**What to produce**
Look for the word "items" in the records, and copy each line where it appears.

§

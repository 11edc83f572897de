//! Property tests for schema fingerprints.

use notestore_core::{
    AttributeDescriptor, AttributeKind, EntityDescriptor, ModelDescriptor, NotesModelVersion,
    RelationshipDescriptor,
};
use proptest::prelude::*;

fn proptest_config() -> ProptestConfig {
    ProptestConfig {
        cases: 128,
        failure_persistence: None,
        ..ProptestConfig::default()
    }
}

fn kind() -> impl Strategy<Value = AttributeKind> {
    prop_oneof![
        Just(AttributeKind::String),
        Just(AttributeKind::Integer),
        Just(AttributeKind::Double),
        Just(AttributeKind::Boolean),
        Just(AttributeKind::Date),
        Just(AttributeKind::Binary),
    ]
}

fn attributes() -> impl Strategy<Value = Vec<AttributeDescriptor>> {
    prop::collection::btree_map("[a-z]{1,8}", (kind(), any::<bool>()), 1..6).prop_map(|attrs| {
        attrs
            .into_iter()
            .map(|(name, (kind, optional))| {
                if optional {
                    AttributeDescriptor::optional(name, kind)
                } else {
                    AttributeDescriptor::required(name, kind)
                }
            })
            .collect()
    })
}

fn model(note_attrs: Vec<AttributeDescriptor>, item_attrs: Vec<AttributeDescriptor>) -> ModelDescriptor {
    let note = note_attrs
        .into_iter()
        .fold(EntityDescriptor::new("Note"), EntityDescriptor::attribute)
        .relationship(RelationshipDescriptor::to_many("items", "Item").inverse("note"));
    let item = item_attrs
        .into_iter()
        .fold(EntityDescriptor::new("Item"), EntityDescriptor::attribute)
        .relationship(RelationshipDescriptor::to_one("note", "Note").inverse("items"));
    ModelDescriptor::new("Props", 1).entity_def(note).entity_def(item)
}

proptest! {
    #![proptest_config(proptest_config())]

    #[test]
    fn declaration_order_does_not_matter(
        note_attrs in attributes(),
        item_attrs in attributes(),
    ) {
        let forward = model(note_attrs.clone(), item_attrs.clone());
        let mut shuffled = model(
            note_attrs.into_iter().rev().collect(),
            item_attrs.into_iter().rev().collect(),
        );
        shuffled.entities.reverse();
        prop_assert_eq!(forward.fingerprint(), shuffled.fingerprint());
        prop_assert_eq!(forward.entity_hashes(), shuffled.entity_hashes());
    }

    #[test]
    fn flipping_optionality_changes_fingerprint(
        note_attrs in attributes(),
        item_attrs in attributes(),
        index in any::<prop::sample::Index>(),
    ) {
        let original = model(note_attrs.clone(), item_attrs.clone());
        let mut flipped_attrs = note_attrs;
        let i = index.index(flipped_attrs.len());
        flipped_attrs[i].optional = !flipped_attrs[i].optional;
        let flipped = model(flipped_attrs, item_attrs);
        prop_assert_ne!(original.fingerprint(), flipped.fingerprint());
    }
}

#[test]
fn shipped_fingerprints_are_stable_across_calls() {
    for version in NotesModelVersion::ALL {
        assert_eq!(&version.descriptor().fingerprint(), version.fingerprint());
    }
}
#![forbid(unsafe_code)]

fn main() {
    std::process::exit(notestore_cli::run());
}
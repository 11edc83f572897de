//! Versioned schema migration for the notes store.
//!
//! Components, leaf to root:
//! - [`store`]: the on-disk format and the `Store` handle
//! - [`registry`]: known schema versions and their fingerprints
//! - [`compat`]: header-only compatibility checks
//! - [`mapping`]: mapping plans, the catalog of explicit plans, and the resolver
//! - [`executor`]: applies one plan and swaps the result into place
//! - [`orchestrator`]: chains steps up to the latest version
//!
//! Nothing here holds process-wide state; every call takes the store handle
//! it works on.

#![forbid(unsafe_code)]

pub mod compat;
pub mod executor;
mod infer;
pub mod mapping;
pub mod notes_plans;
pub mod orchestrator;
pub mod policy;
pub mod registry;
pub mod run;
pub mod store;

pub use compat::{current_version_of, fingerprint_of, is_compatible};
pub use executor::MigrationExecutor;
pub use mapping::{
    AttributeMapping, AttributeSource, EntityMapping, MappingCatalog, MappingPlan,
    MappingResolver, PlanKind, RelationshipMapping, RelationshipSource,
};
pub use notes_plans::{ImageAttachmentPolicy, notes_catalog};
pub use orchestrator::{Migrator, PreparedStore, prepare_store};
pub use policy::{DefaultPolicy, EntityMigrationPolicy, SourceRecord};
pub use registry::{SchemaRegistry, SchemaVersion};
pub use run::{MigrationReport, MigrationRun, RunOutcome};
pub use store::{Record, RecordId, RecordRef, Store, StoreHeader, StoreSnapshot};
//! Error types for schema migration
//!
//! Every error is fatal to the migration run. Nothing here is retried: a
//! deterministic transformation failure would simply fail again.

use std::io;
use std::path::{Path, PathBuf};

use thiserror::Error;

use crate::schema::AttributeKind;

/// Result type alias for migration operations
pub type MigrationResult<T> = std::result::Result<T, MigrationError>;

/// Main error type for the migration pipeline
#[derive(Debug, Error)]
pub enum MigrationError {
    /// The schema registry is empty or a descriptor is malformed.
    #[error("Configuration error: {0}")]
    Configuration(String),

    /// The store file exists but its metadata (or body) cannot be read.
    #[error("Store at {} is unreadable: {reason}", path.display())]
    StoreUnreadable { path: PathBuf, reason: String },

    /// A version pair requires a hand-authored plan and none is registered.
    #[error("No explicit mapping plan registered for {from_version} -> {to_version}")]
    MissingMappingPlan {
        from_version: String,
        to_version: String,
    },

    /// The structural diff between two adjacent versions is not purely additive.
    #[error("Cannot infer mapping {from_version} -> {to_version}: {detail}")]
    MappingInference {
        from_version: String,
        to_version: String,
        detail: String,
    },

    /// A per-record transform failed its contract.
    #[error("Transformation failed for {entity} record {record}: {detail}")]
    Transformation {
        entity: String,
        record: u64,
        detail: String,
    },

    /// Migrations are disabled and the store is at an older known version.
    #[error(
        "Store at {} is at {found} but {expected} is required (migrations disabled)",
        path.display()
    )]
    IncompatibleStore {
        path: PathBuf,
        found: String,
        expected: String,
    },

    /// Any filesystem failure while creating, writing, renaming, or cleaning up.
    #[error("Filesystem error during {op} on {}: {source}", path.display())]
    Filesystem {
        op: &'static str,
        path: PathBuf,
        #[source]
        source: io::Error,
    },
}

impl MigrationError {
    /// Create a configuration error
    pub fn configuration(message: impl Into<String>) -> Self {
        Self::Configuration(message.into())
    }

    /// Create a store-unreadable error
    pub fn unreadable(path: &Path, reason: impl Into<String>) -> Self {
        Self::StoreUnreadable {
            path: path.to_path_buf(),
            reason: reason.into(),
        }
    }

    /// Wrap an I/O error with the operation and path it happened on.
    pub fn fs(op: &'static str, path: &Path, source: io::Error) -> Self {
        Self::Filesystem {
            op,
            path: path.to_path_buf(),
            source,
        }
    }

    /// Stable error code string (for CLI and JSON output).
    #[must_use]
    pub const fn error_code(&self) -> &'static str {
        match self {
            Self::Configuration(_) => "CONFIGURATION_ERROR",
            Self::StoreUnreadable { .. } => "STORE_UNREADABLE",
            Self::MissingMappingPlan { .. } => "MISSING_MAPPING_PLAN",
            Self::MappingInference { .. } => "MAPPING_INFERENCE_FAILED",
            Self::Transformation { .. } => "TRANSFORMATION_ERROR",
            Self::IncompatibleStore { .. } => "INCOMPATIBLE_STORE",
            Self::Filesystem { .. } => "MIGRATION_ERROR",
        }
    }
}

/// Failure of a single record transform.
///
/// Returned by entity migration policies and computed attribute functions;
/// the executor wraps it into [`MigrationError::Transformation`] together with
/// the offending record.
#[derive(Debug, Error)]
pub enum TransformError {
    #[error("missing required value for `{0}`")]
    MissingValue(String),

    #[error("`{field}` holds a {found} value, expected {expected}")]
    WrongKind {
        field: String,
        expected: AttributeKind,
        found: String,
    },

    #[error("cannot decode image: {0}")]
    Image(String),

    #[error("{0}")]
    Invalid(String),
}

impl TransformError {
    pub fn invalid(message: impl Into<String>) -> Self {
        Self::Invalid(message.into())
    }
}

§

**Task response**
        .relationship(RelationshipDescriptor::to_many("items", "Item").inverse("note"));
        .relationship(RelationshipDescriptor::to_one("note", "Note").inverse("items"));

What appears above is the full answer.